We love them. We hate them. And we really can’t live modern life without them. We’re talking algorithms.
At its most basic, an algorithm is a means of calculating a function via a sequence of actions (or instructions – just like a cooking recipe). I’ve got an algorithm that controls the high beam function on my car. It should dip the lights when it detects an oncoming vehicle, and go to high beam when the vehicle has passed. I really want it to work well – make decisions faster and better than I do. But it can’t. I keep letting it do its thing, in the hope that it learns from my interventions. And it doesn’t.
When algorithms go wrong – just like when recipes do – it’s not the fault of the computer (or cook book). It’s because the instructions are vague or plain wrong. Or – when the algorithm is assisted by machine learning – because the data set used to train it is incomplete or biased.
My car headlights are a trivial example.

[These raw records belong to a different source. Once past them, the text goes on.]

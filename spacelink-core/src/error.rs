//! Domain-specific error types for spacelink.
//!
//! Setup paths (binding, connecting, configuration) and the message
//! framer return `Result<T, LinkError>`. The per-message hot paths of
//! the registry and scheduler report failure as `bool` / `Option` and
//! log the reason instead; nothing in this crate panics on bad input.

use thiserror::Error;

/// The canonical error type for spacelink.
#[derive(Debug, Error)]
pub enum LinkError {
    // ── Framing Errors ───────────────────────────────────────────
    /// Encoding or decoding of a message failed.
    #[error("encoding error: {0}")]
    Encoding(String),

    /// A frame exceeded the configured maximum size.
    #[error("frame too large: {size} bytes (max {max})")]
    FrameTooLarge { size: usize, max: usize },

    // ── Connection Errors ────────────────────────────────────────
    /// The TCP/IO layer reported an error.
    #[error("connection error: {0}")]
    Connection(#[from] std::io::Error),

    /// An mpsc channel was closed unexpectedly.
    #[error("channel closed")]
    ChannelClosed,

    /// The handle or short id does not name a live connection.
    #[error("unknown connection: {0}")]
    UnknownConnection(String),

    /// The component was already shut down.
    #[error("{0} is shut down")]
    ShutDown(&'static str),

    // ── Configuration Errors ─────────────────────────────────────
    /// An address or option could not be parsed.
    #[error("invalid configuration: {0}")]
    Config(String),
}

// ── Convenient From implementations ──────────────────────────────

impl<T> From<tokio::sync::mpsc::error::SendError<T>> for LinkError {
    fn from(_: tokio::sync::mpsc::error::SendError<T>) -> Self {
        LinkError::ChannelClosed
    }
}

impl From<Box<bincode::ErrorKind>> for LinkError {
    fn from(e: Box<bincode::ErrorKind>) -> Self {
        LinkError::Encoding(e.to_string())
    }
}

impl From<std::net::AddrParseError> for LinkError {
    fn from(e: std::net::AddrParseError) -> Self {
        LinkError::Config(e.to_string())
    }
}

But below we highlight three stories where poorly designed or biased algorithms create life-changing consequences for humans. Right now, no one regulates algorithms. In the US the Life Sciences community is considering whether the FDA should licence algorithms used – for example – to design drug trials. But often, algorithms aren’t forensically examined and tested in the public domain until they go wrong – usually in a court of law.
We’ll be looking more deeply into ‘There’s a problem with Al…’ in later editions of The Clec. Hope you enjoy this taster.
Exam regulators design an algorithm to replace cancelled examinations as a way to determine A-Level and Higher results (university entrance qualifications). The result is that private schools do rather better than expected, while children from poorer backgrounds do much worse. Here’s why.
A lot of us use facial recognition algorithms daily to unlock our mobile devices. Clearly, it’s got lots of benefits. But research from MIT Media Lab researcher Joy Buolamwini and colleagues has shown facial recognition systems to be more accurate if the subject is a white man and such systems are known to misidentify people of colour more often than white people. A big problem for unregulated systems increasingly deployed in law enforcement, for example.
Finally – highly pertinent for the next 3 months: the failure of political forecasting algorithms to predict a Trump win in 2016. A problem all of its own, it was fuelled by Facebook’s inability to algorithmically filter fake news in its feeds.